→ EXERCISE DIRECTIONS: For this exercise, transcribe all of the entries exactly.

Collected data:
———
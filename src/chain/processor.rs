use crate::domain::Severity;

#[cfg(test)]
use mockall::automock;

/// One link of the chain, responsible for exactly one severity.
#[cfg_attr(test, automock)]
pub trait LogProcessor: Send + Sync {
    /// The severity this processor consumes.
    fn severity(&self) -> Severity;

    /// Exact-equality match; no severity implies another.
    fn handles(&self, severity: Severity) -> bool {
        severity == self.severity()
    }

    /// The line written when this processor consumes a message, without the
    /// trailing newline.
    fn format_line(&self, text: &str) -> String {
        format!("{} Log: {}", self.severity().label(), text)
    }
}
———
→ EXPECTED ANSWER:
filename src/chain/processor.rs
use crate::domain::Severity;

#[cfg(test)]
use mockall::automock;

/// One link of the chain, responsible for exactly one severity.
#[cfg_attr(test, automock)]
pub trait LogProcessor: Send + Sync {
    /// The severity this processor consumes.
    fn severity(&self) -> Severity;

    /// Exact-equality match; no severity implies another.
    fn handles(&self, severity: Severity) -> bool {
        severity == self.severity()
    }

    /// The line written when this processor consumes a message, without the
    /// trailing newline.
    fn format_line(&self, text: &str) -> String {
        format!("{} Log: {}", self.severity().label(), text)
    }
}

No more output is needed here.